いじめ問題が発生しても安心して通える対策、クラス運営をする先生とは
阿部 泰尚
いじめ問題。それは、先生の良し悪しによるものなのでしょうか。そして、6000件以上のいじめ問題にかかわってきたいじめ探偵の阿部さんから見た“いじめ問題におけるいい先生”とはどんな先生なのでしょうか。教育現場から一歩離れた場所から学校、先生たちと関わってきた彼が感じる“いい先生”とは?
先生たちのクラス運営の考え方とは
まずは教育関係者の常識であり、いじめ対策にも関わるクラス運営について説明しましょう。

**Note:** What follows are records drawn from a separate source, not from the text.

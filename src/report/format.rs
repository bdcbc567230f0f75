//! Formatted terminal output for a comparison.
//!
//! We keep formatting code in one place so:
//! - the comparison code stays clean and testable
//! - output changes are localized (the CLI and the TUI read the same text)

use crate::compare::IncomeFigures;
use crate::domain::{Currency, Language, PercentileSummary, Period, Series};
use crate::i18n::{Strings, TextDirection, fill};
use crate::report::ComparisonReport;

/// Format the full text report.
pub fn format_report(report: &ComparisonReport) -> String {
    let s = report.language.strings();
    let mut out = String::new();

    out.push_str(&format!("=== {} ===\n", s.page_title));
    out.push_str(s.intro);
    out.push_str("\n\n");

    out.push_str(&format!("{}:\n", s.config));
    out.push_str(&kv_lines(&[
        (s.ppp_rate, format!("{:.2}", report.ppp_rate)),
        (s.household_size, report.input.household_size.to_string()),
        (s.income_period, period_label(s, report.input.period).to_string()),
        (s.currency, report.input.currency.code().to_string()),
        (s.standardize, yes_no(s, report.input.standardize).to_string()),
    ]));
    out.push('\n');

    if report.standardization_fallback {
        out.push_str(&format!("! {}\n\n", s.standardize_warning));
    }

    out.push_str(&format!("== {} ==\n\n", s.results));

    out.push_str(&format!("-- {} --\n", s.raw_income));
    out.push_str(&figure_lines(s, &report.income.raw));
    out.push('\n');

    if report.input.standardize {
        out.push_str(&format!("-- {} --\n", s.std_income));
        out.push_str(&figure_lines(s, &report.income.standardized));
        out.push_str(&fill(
            s.divided_by,
            &[&report.income.household_size.to_string(), &format!("{:.3}", report.income.scale)],
        ));
        out.push_str("\n\n");
    }

    out.push_str(&format_position(s, report));
    out.push('\n');
    out.push_str(&format_interpretation(s, report));
    out.push('\n');

    out.push_str(&format!("-- {} --\n", s.key_thresholds));
    out.push_str(&format_key_table(&report.key_percentiles, report.language));
    out.push('\n');

    out.push_str(&format_methodology(report.language));

    align_for(report.language.direction(), &out)
}

fn format_position(s: &Strings, report: &ComparisonReport) -> String {
    let r = &report.result;
    let mut out = format!("-- {} --\n", s.percentile_position);
    out.push_str(&kv_lines(&[
        (s.us_dist, format!("{:.1}%", r.us_percentile)),
        (s.il_dist, format!("{:.1}%", r.israel_percentile)),
        (s.difference, format!("{:.1} {}", r.percentile_difference, s.points)),
    ]));
    if report.input.standardize && report.has_standardized_data {
        out.push_str(s.using_precalc);
        out.push('\n');
    }
    out
}

fn format_interpretation(s: &Strings, report: &ComparisonReport) -> String {
    let r = &report.result;
    let mut out = format!("-- {} --\n", s.interpretation);
    out.push_str(&report.interpretation.sentence(s));
    out.push_str("\n\n");

    let article = if report.input.standardize { s.standardized_a } else { s.an };
    out.push_str(&fill(
        s.this_means,
        &[article, &group_thousands(report.income.calculation_income_usd, 2)],
    ));
    out.push('\n');

    let us = format!("{:.1}", r.us_percentile);
    let il = format!("{:.1}", r.israel_percentile);
    out.push_str(&format!("- {}\n", fill(s.us_percentile, &[&us, &us])));
    out.push_str(&format!("- {}\n", fill(s.il_percentile, &[&il, &il])));

    if report.input.standardize {
        let source = if report.has_standardized_data {
            s.precalculated
        } else {
            s.manually_calculated
        };
        out.push('\n');
        out.push_str(&fill(s.note_analysis, &[source]));
        out.push('\n');
    }
    out
}

/// Format the key-percentile table, with its title line.
///
/// Money columns are rounded to whole units; the ratio keeps 2 decimals.
pub fn format_key_table(summary: &PercentileSummary, language: Language) -> String {
    let s = language.strings();
    let prefix = match summary.series {
        Series::Standardized => s.tbl_standardized,
        Series::Raw => "",
    };

    let headers = [
        s.tbl_percentile.to_string(),
        fill(s.tbl_us_income, &[prefix]),
        fill(s.tbl_il_income_ils, &[prefix]),
        fill(s.tbl_il_income_usd, &[prefix]),
        s.tbl_ratio.to_string(),
    ];

    let rows: Vec<[String; 5]> = summary
        .rows
        .iter()
        .map(|r| {
            [
                fmt_percentile(r.percentile),
                fmt_money(Currency::Usd, r.us_income_usd, 0),
                fmt_money(Currency::Ils, r.israel_income_ils, 0),
                fmt_money(Currency::Usd, r.israel_income_usd, 0),
                format!("{:.2}", r.ratio),
            ]
        })
        .collect();

    let mut widths = headers.clone().map(|h| h.chars().count());
    for row in &rows {
        for (w, cell) in widths.iter_mut().zip(row) {
            *w = (*w).max(cell.chars().count());
        }
    }

    let mut out = fill(s.income_at_key, &[period_label(s, summary.period), prefix]);
    out.push('\n');
    out.push_str(&table_line(&headers, &widths));
    let rule: Vec<String> = widths.iter().map(|&w| "-".repeat(w)).collect();
    out.push_str(&table_line(&rule, &widths));
    for row in &rows {
        out.push_str(&table_line(row, &widths));
    }
    out
}

/// Methodology notes and the footer.
pub fn format_methodology(language: Language) -> String {
    let s = language.strings();
    let mut out = format!("== {} ==\n\n", s.methodology);
    for (title, body) in [
        (s.data_sources, s.data_sources_text),
        (s.square_root, s.square_root_text),
        (s.data_file, s.data_file_text),
        (s.limitations, s.limitations_text),
        (s.interpretation_header, s.interpretation_text),
    ] {
        out.push_str(&format!("-- {title} --\n{body}\n\n"));
    }
    out.push_str(&format!("---\n{}\n", s.footer));
    out
}

/// Right-align every non-empty line of `text` for right-to-left languages.
pub fn align_for(direction: TextDirection, text: &str) -> String {
    match direction {
        TextDirection::Ltr => text.to_string(),
        TextDirection::Rtl => {
            let width = text.lines().map(|l| l.chars().count()).max().unwrap_or(0);
            let mut out = String::with_capacity(text.len() + width);
            for line in text.lines() {
                if !line.is_empty() {
                    out.push_str(&format!("{line:>width$}"));
                }
                out.push('\n');
            }
            out
        }
    }
}

/// `1234567.891` with 2 decimals -> `1,234,567.89`.
pub fn group_thousands(value: f64, decimals: usize) -> String {
    if !value.is_finite() {
        return format!("{value}");
    }
    let digits = format!("{:.*}", decimals, value.abs());
    let (int_part, frac_part) = match digits.split_once('.') {
        Some((i, f)) => (i, Some(f)),
        None => (digits.as_str(), None),
    };

    let mut out = String::with_capacity(digits.len() + int_part.len() / 3 + 1);
    let is_zero = digits.chars().all(|c| c == '0' || c == '.');
    if value < 0.0 && !is_zero {
        out.push('-');
    }
    let n = int_part.len();
    for (i, ch) in int_part.chars().enumerate() {
        if i > 0 && (n - i) % 3 == 0 {
            out.push(',');
        }
        out.push(ch);
    }
    if let Some(frac) = frac_part {
        out.push('.');
        out.push_str(frac);
    }
    out
}

/// Currency symbol followed by the grouped amount, e.g. `₪185,000`.
pub fn fmt_money(currency: Currency, value: f64, decimals: usize) -> String {
    format!("{}{}", currency.symbol(), group_thousands(value, decimals))
}

fn fmt_percentile(p: f64) -> String {
    if p.fract() == 0.0 {
        format!("{p:.0}")
    } else {
        format!("{p:.1}")
    }
}

fn figure_lines(s: &Strings, f: &IncomeFigures) -> String {
    kv_lines(&[
        (s.annual_usd_short, fmt_money(Currency::Usd, f.annual_usd, 2)),
        (s.annual_ils_short, fmt_money(Currency::Ils, f.annual_ils, 2)),
        (s.monthly_usd_short, fmt_money(Currency::Usd, f.monthly_usd, 2)),
        (s.monthly_ils_short, fmt_money(Currency::Ils, f.monthly_ils, 2)),
    ])
}

fn kv_lines(pairs: &[(&str, String)]) -> String {
    let width = pairs.iter().map(|(k, _)| k.chars().count()).max().unwrap_or(0);
    let mut out = String::new();
    for (key, value) in pairs {
        out.push_str(&format!("{key:<width$}  {value}\n"));
    }
    out
}

fn table_line(cells: &[String], widths: &[usize]) -> String {
    let parts: Vec<String> = cells
        .iter()
        .zip(widths)
        .map(|(cell, &w)| format!("{cell:>w$}"))
        .collect();
    let mut line = parts.join("  ").trim_end().to_string();
    line.push('\n');
    line
}

pub(crate) fn period_label(s: &Strings, period: Period) -> &'static str {
    match period {
        Period::Annual => s.annual,
        Period::Monthly => s.monthly,
    }
}

fn yes_no(s: &Strings, v: bool) -> &'static str {
    if v { s.yes } else { s.no }
}

#[cfg(test)]
mod tests {
    use super::*;
    use chrono::Utc;

    use crate::compare::{IncomeComparator, normalize_income};
    use crate::domain::{IncomeInput, PercentileRow, PercentileTable};
    use crate::report::Interpretation;

    fn report(language: Language, standardize: bool, household_size: i64) -> ComparisonReport {
        let table = PercentileTable::from_rows(&[
            PercentileRow::raw(10.0, 20_000.0, 74_000.0),
            PercentileRow::raw(50.0, 50_000.0, 185_000.0),
            PercentileRow::raw(90.0, 120_000.0, 444_000.0),
        ])
        .unwrap();
        let cmp = IncomeComparator::new(&table, 3.7).unwrap();
        let input = IncomeInput {
            amount: 50_000.0,
            period: Period::Annual,
            currency: Currency::Usd,
            household_size,
            standardize,
        };
        let income = normalize_income(&input, 3.7);
        let result = cmp.compare_income(income.calculation_income_usd, standardize);
        ComparisonReport {
            tool: "ipos".to_string(),
            generated_at: Utc::now(),
            language,
            ppp_rate: 3.7,
            has_standardized_data: cmp.has_standardized_data(),
            standardization_fallback: standardize && !cmp.has_standardized_data(),
            input,
            income,
            result,
            interpretation: Interpretation::classify(result.percentile_difference),
            key_percentiles: cmp.create_percentile_table(&[10.0, 50.0, 90.0], Period::Annual, standardize),
        }
    }

    #[test]
    fn thousands_grouping() {
        assert_eq!(group_thousands(1_234_567.891, 2), "1,234,567.89");
        assert_eq!(group_thousands(999.0, 0), "999");
        assert_eq!(group_thousands(1_000.0, 0), "1,000");
        assert_eq!(group_thousands(999.999, 2), "1,000.00");
        assert_eq!(group_thousands(-1_234.5, 1), "-1,234.5");
        assert_eq!(group_thousands(-0.001, 2), "0.00");
        assert_eq!(fmt_money(Currency::Ils, 185_000.0, 0), "₪185,000");
    }

    #[test]
    fn scenario_report_reads_similar_position() {
        let text = format_report(&report(Language::En, false, 1));
        assert!(text.contains("Annual USD:   $50,000.00"), "{text}");
        assert!(text.contains("Annual ILS:   ₪185,000.00"));
        assert!(text.contains("US Distribution:      50.0%"));
        assert!(text.contains(EN_SIMILAR));
        assert!(text.contains("This means an annual income of $50,000.00 would place you:"));
        assert!(!text.contains("Divided by"));
        assert!(!text.contains("Note: This analysis"));
    }

    const EN_SIMILAR: &str = "Your income has a similar relative position in both countries.";

    #[test]
    fn standardized_request_without_data_warns_and_notes_manual_calculation() {
        let text = format_report(&report(Language::En, true, 4));
        assert!(text.contains("Divided by √4 = 2.000"));
        assert!(text.contains("! Standardized income data is not available"));
        assert!(text.contains("manually calculated"));
        assert!(text.contains("a standardized annual income of $25,000.00"));
        assert!(!text.contains("Using pre-calculated"));
    }

    #[test]
    fn key_table_rounds_money_and_keeps_ratio_decimals() {
        let r = report(Language::En, false, 1);
        let table = format_key_table(&r.key_percentiles, Language::En);
        let expected = "\
Annual Income at Key Percentiles:
Percentile  US Income (USD)  Israel Income (ILS)  Israel Income (USD PPP)  Ratio (US/Israel)
----------  ---------------  -------------------  -----------------------  -----------------
        10          $20,000              ₪74,000                  $20,000               1.00
        50          $50,000             ₪185,000                  $50,000               1.00
        90         $120,000             ₪444,000                 $120,000               1.00
";
        assert_eq!(table, expected);
    }

    #[test]
    fn hebrew_report_is_right_aligned() {
        let text = format_report(&report(Language::He, false, 1));
        let widths: Vec<usize> = text
            .lines()
            .filter(|l| !l.is_empty())
            .map(|l| l.chars().count())
            .collect();
        assert!(widths.len() > 10);
        assert!(widths.iter().all(|&w| w == widths[0]));
        assert!(text.contains(HE_TITLE));
    }

    const HE_TITLE: &str = "מחשבון מיקום הכנסה";

    #[test]
    fn ltr_alignment_is_identity() {
        assert_eq!(align_for(TextDirection::Ltr, "a\n\nbb\n"), "a\n\nbb\n");
        assert_eq!(align_for(TextDirection::Rtl, "a\n\nbb\n"), " a\n\nbb\n");
    }
}
//! Command-line parsing for the income position calculator.
//!
//! The goal of this module is to keep **argument parsing** and **command dispatch**
//! separate from the comparison code.

use std::path::PathBuf;

use clap::{Parser, Subcommand};

use crate::domain::{ChartKind, Currency, Language, Period};

/// Top-level CLI.
#[derive(Debug, Parser)]
#[command(name = "ipos", version, about = "Israel-US income position calculator")]
pub struct Cli {
    #[command(subcommand)]
    pub command: Command,
}

/// CLI subcommands.
#[derive(Debug, Subcommand)]
pub enum Command {
    /// Compare an income against both distributions and print the full report.
    Compare(CompareArgs),
    /// Print the key-percentile table only (useful for scripting).
    Table(TableArgs),
    /// Draw an ASCII chart of the distributions.
    Plot(PlotArgs),
    /// Launch the interactive TUI.
    ///
    /// This uses the same comparison pipeline as `ipos compare`, but renders
    /// results in a terminal UI using Ratatui.
    Tui(CalcArgs),
}

/// Common options describing the data and the income to compare.
#[derive(Debug, Parser, Clone)]
pub struct CalcArgs {
    /// Percentile table CSV [env: INCOME_DATA_CSV] [default: data.csv].
    #[arg(long, value_name = "CSV")]
    pub data: Option<PathBuf>,

    /// PPP rate, ILS per USD [env: PPP_RATE] [default: 3.7].
    #[arg(long)]
    pub ppp: Option<f64>,

    /// Display language.
    #[arg(long, value_enum, default_value_t = Language::En)]
    pub lang: Language,

    /// Number of people in the household.
    #[arg(long, default_value_t = 1, value_parser = clap::value_parser!(i64).range(1..=20))]
    pub household_size: i64,

    /// Period of the entered income.
    #[arg(long, value_enum, default_value_t = Period::Annual)]
    pub period: Period,

    /// Currency of the entered income.
    #[arg(long, value_enum, default_value_t = Currency::Usd)]
    pub currency: Currency,

    /// Income amount (default: 50,000 USD a year, or its equivalent).
    #[arg(long)]
    pub income: Option<f64>,

    /// Compare per-capita income (divided by the square root of household size).
    #[arg(long)]
    pub standardize: bool,

    /// Percentiles shown in the key-percentile table.
    #[arg(long, value_delimiter = ',', default_values_t = [10.0, 25.0, 50.0, 75.0, 90.0, 95.0])]
    pub percentiles: Vec<f64>,

    /// Plot width (columns).
    #[arg(long, default_value_t = 80)]
    pub width: usize,

    /// Plot height (rows).
    #[arg(long, default_value_t = 20)]
    pub height: usize,
}

/// Options for the full comparison report.
#[derive(Debug, Parser, Clone)]
pub struct CompareArgs {
    #[command(flatten)]
    pub calc: CalcArgs,

    /// Append an ASCII chart of the income against both distributions.
    #[arg(long)]
    pub plot: bool,

    /// Export the comparison report to JSON.
    #[arg(long = "export-json", value_name = "JSON")]
    pub export_json: Option<PathBuf>,

    /// Export the key-percentile table to CSV.
    #[arg(long = "export-table", value_name = "CSV")]
    pub export_table: Option<PathBuf>,
}

/// Options for the key-percentile table.
#[derive(Debug, Parser, Clone)]
pub struct TableArgs {
    #[command(flatten)]
    pub calc: CalcArgs,

    /// Export the key-percentile table to CSV.
    #[arg(long = "export-table", value_name = "CSV")]
    pub export_table: Option<PathBuf>,
}

/// Options for charts.
#[derive(Debug, Parser, Clone)]
pub struct PlotArgs {
    #[command(flatten)]
    pub calc: CalcArgs,

    /// Which chart to draw.
    #[arg(long, value_enum, default_value_t = ChartKind::Income)]
    pub chart: ChartKind,
}

#[cfg(test)]
mod tests {
    use super::*;

    #[test]
    fn parses_compare_flags() {
        let cli = Cli::parse_from([
            "ipos",
            "compare",
            "--ppp",
            "3.5",
            "--lang",
            "he",
            "--household-size",
            "4",
            "--period",
            "monthly",
            "--currency",
            "ils",
            "--income",
            "14000",
            "--standardize",
            "--percentiles",
            "50,90",
            "--plot",
        ]);
        let Command::Compare(args) = cli.command else {
            panic!("expected compare");
        };
        assert_eq!(args.calc.ppp, Some(3.5));
        assert_eq!(args.calc.lang, Language::He);
        assert_eq!(args.calc.household_size, 4);
        assert_eq!(args.calc.period, Period::Monthly);
        assert_eq!(args.calc.currency, Currency::Ils);
        assert_eq!(args.calc.income, Some(14_000.0));
        assert!(args.calc.standardize);
        assert_eq!(args.calc.percentiles, vec![50.0, 90.0]);
        assert!(args.plot);
    }

    #[test]
    fn defaults_and_household_range() {
        let cli = Cli::parse_from(["ipos", "table"]);
        let Command::Table(args) = cli.command else {
            panic!("expected table");
        };
        assert_eq!(args.calc.household_size, 1);
        assert_eq!(args.calc.percentiles, vec![10.0, 25.0, 50.0, 75.0, 90.0, 95.0]);
        assert!(args.calc.data.is_none());

        assert!(Cli::try_parse_from(["ipos", "table", "--household-size", "0"]).is_err());
        assert!(Cli::try_parse_from(["ipos", "table", "--household-size", "21"]).is_err());
    }
}
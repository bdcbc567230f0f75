//! Error types.
//!
//! - `ComparatorError` / `TableError`: typed failures of the core (what went wrong)
//! - `AppError`: the application boundary (message + process exit code)

use crate::domain::Series;

/// Construction failures of [`crate::compare::IncomeComparator`].
#[derive(thiserror::Error, Debug, Clone, PartialEq)]
pub enum ComparatorError {
    #[error("Required column {column} missing from the data")]
    Schema { column: String },
    #[error("Cannot interpolate the {series} series: need at least 2 distinct income values, found {distinct}")]
    Interpolation { series: String, distinct: usize },
}

/// Failures while assembling a [`crate::domain::PercentileTable`].
#[derive(thiserror::Error, Debug, Clone, PartialEq)]
pub enum TableError {
    #[error("Column {column} has {found} values, expected {expected}")]
    ColumnLength {
        column: String,
        expected: usize,
        found: usize,
    },
    #[error("Duplicate column: {0}")]
    DuplicateColumn(String),
    #[error("Table has no rows")]
    Empty,
}

#[derive(Clone)]
pub struct AppError {
    exit_code: u8,
    message: String,
}

impl AppError {
    pub fn new(exit_code: u8, message: impl Into<String>) -> Self {
        Self {
            exit_code,
            message: message.into(),
        }
    }

    pub fn exit_code(&self) -> u8 {
        self.exit_code
    }
}

impl std::fmt::Display for AppError {
    fn fmt(&self, f: &mut std::fmt::Formatter<'_>) -> std::fmt::Result {
        write!(f, "{}", self.message)
    }
}

impl std::fmt::Debug for AppError {
    fn fmt(&self, f: &mut std::fmt::Formatter<'_>) -> std::fmt::Result {
        f.debug_struct("AppError")
            .field("exit_code", &self.exit_code)
            .field("message", &self.message)
            .finish()
    }
}

impl std::error::Error for AppError {}

impl From<ComparatorError> for AppError {
    fn from(err: ComparatorError) -> Self {
        let code = match err {
            ComparatorError::Schema { .. } => 2,
            ComparatorError::Interpolation { .. } => 3,
        };
        AppError::new(code, format!("Error processing data: {err}"))
    }
}

impl From<TableError> for AppError {
    fn from(err: TableError) -> Self {
        let code = match err {
            TableError::Empty => 3,
            _ => 2,
        };
        AppError::new(code, format!("Error loading data: {err}"))
    }
}

/// Label used in interpolation errors.
pub(crate) fn series_label(series: Series, country: &str) -> String {
    match series {
        Series::Raw => country.to_string(),
        Series::Standardized => format!("{country} standardized"),
    }
}

#[cfg(test)]
mod tests {
    use super::*;

    #[test]
    fn schema_error_names_the_column_and_maps_to_input_exit_code() {
        let err = ComparatorError::Schema {
            column: "US_Income_USD".to_string(),
        };
        assert_eq!(err.to_string(), "Required column US_Income_USD missing from the data");

        let app: AppError = err.into();
        assert_eq!(app.exit_code(), 2);
        assert!(app.to_string().contains("US_Income_USD"));
    }

    #[test]
    fn interpolation_error_maps_to_no_data_exit_code() {
        let app: AppError = ComparatorError::Interpolation {
            series: series_label(Series::Standardized, "Israel"),
            distinct: 1,
        }
        .into();
        assert_eq!(app.exit_code(), 3);
        assert!(app.to_string().contains("Israel standardized"));
    }
}
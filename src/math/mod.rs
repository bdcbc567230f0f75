//! Mathematical utilities: piecewise-linear interpolation.

pub mod interp;

pub use interp::*;
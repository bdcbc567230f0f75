//! Input/output helpers.
//!
//! - CSV ingest + validation (`ingest`)
//! - key-percentile CSV and comparison JSON exports (`export`)

pub mod export;
pub mod ingest;

pub use export::*;
pub use ingest::*;
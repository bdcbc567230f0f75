use std::process::ExitCode;

fn main() -> ExitCode {
    env_logger::init();

    match income_position::app::run() {
        Ok(()) => ExitCode::SUCCESS,
        Err(err) => {
            log::debug!("exiting with code {}: {err:?}", err.exit_code());
            eprintln!("{err}");
            ExitCode::from(err.exit_code())
        }
    }
}
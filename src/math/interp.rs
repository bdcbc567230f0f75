//! Piecewise-linear interpolation over a small knot table.
//!
//! Used to map an income to a percentile rank:
//!
//! ```text
//! x = income (USD)   y = percentile
//! ```
//!
//! Behavior at the edges follows a "fill value" policy rather than
//! extrapolation: queries below the first knot return `below`, queries above
//! the last knot return `above`. Queries exactly on the end knots interpolate
//! normally.
//!
//! Knots are sorted by `x` (stable), so repeated `x` values keep their input
//! order. A query landing exactly on a repeated `x` resolves to the first of
//! them; just above it, interpolation starts from the last of them.

#[derive(thiserror::Error, Debug, Clone, Copy, PartialEq, Eq)]
pub enum InterpError {
    #[error("knot vectors differ in length ({xs} x-values, {ys} y-values)")]
    LengthMismatch { xs: usize, ys: usize },
    #[error("need at least 2 distinct x-values, found {distinct}")]
    TooFewKnots { distinct: usize },
}

#[derive(Debug, Clone, PartialEq)]
pub struct LinearInterpolant {
    xs: Vec<f64>,
    ys: Vec<f64>,
    below: f64,
    above: f64,
}

impl LinearInterpolant {
    pub fn new(xs: &[f64], ys: &[f64], below: f64, above: f64) -> Result<Self, InterpError> {
        if xs.len() != ys.len() {
            return Err(InterpError::LengthMismatch {
                xs: xs.len(),
                ys: ys.len(),
            });
        }

        let mut knots: Vec<(f64, f64)> = xs.iter().copied().zip(ys.iter().copied()).collect();
        knots.sort_by(|a, b| a.0.total_cmp(&b.0));

        let distinct = count_distinct_sorted(knots.iter().map(|k| k.0));
        if distinct < 2 {
            return Err(InterpError::TooFewKnots { distinct });
        }

        let (xs, ys) = knots.into_iter().unzip();
        Ok(Self { xs, ys, below, above })
    }

    pub fn eval(&self, x: f64) -> f64 {
        let n = self.xs.len();
        let (x_first, x_last) = (self.xs[0], self.xs[n - 1]);

        if x < x_first {
            return self.below;
        }
        if x > x_last {
            return self.above;
        }
        if x == x_first {
            return self.ys[0];
        }

        // First knot with xs[hi] >= x; x > xs[0] here so hi >= 1 and xs[lo] < x.
        let hi = self.xs.partition_point(|&v| v < x).clamp(1, n - 1);
        let lo = hi - 1;
        let (x0, x1) = (self.xs[lo], self.xs[hi]);
        let (y0, y1) = (self.ys[lo], self.ys[hi]);

        let t = (x - x0) / (x1 - x0);
        y0 + t * (y1 - y0)
    }

    /// Knot x-range `(min, max)`.
    pub fn domain(&self) -> (f64, f64) {
        (self.xs[0], self.xs[self.xs.len() - 1])
    }

    pub fn knot_count(&self) -> usize {
        self.xs.len()
    }
}

/// Count distinct values in an already sorted sequence.
pub fn count_distinct_sorted(values: impl IntoIterator<Item = f64>) -> usize {
    let mut count = 0usize;
    let mut prev: Option<f64> = None;
    for v in values {
        if prev != Some(v) {
            count += 1;
        }
        prev = Some(v);
    }
    count
}

/// True when `values` never decreases in input order.
pub fn is_non_decreasing(values: &[f64]) -> bool {
    values.windows(2).all(|w| w[0] <= w[1])
}

#[cfg(test)]
mod tests {
    use super::*;

    fn interp() -> LinearInterpolant {
        LinearInterpolant::new(&[20_000.0, 50_000.0, 120_000.0], &[10.0, 50.0, 90.0], 1.0, 99.0).unwrap()
    }

    #[test]
    fn interpolates_between_knots() {
        let f = interp();
        assert!((f.eval(35_000.0) - 30.0).abs() < 1e-12);
        assert!((f.eval(85_000.0) - 70.0).abs() < 1e-12);
    }

    #[test]
    fn exact_on_knots_including_ends() {
        let f = interp();
        assert_eq!(f.eval(20_000.0), 10.0);
        assert_eq!(f.eval(50_000.0), 50.0);
        assert_eq!(f.eval(120_000.0), 90.0);
    }

    #[test]
    fn fills_outside_domain() {
        let f = interp();
        assert_eq!(f.eval(19_999.0), 1.0);
        assert_eq!(f.eval(0.0), 1.0);
        assert_eq!(f.eval(120_000.01), 99.0);
        assert_eq!(f.eval(1e12), 99.0);
        assert_eq!(f.domain(), (20_000.0, 120_000.0));
    }

    #[test]
    fn unsorted_knots_are_sorted_by_x() {
        let f = LinearInterpolant::new(&[120_000.0, 20_000.0, 50_000.0], &[90.0, 10.0, 50.0], 1.0, 99.0).unwrap();
        assert!((f.eval(35_000.0) - 30.0).abs() < 1e-12);
    }

    #[test]
    fn repeated_x_resolves_to_first_then_continues_from_last() {
        // Two knots share x = 10.
        let f = LinearInterpolant::new(&[0.0, 10.0, 10.0, 20.0], &[0.0, 20.0, 40.0, 60.0], -1.0, -2.0).unwrap();
        assert_eq!(f.eval(10.0), 20.0);
        assert!((f.eval(15.0) - 50.0).abs() < 1e-12);
        assert!((f.eval(5.0) - 10.0).abs() < 1e-12);
    }

    #[test]
    fn repeated_first_x_does_not_divide_by_zero() {
        let f = LinearInterpolant::new(&[5.0, 5.0, 10.0], &[1.0, 2.0, 3.0], 0.0, 9.0).unwrap();
        assert_eq!(f.eval(5.0), 1.0);
        assert!(f.eval(7.5).is_finite());
    }

    #[test]
    fn rejects_degenerate_knots() {
        assert_eq!(
            LinearInterpolant::new(&[1.0, 1.0, 1.0], &[1.0, 2.0, 3.0], 0.0, 0.0).unwrap_err(),
            InterpError::TooFewKnots { distinct: 1 }
        );
        assert_eq!(
            LinearInterpolant::new(&[1.0, 2.0], &[1.0], 0.0, 0.0).unwrap_err(),
            InterpError::LengthMismatch { xs: 2, ys: 1 }
        );
    }

    #[test]
    fn monotone_helpers() {
        assert!(is_non_decreasing(&[1.0, 1.0, 2.0]));
        assert!(!is_non_decreasing(&[1.0, 0.5]));
        assert_eq!(count_distinct_sorted([1.0, 1.0, 2.0, 3.0, 3.0]), 3);
    }
}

教育問題を議論する教員は、よく私にこう言います。 「5月までにクラスをまとめきれないと11月頃には、クラスが空中分解しそうな状態になって、最後になんとか着陸させるような危ういクラス運営になってしまうんだよ」
4月は入学式や進級などで心機一転していることが多い時期です。ベテランの教師は、この時期にクラスをまとめ、保護者に協力させます。期限はゴールデンウィーク休みに入るまで。休み明けには、それがどのくらい緩むかなどを観察し、5月末までにクラスをまとめられれば、行事も相まってクラス運営をスムーズに行えるようです。
しかし、5月末までにまとめきれないと6月に綻びが出たまま夏休みを迎えます。夏休みは生徒の気持ちが緩むことが多く変化が生じやすい時期。その時点でクラス崩壊路線に乗ってしまうようです。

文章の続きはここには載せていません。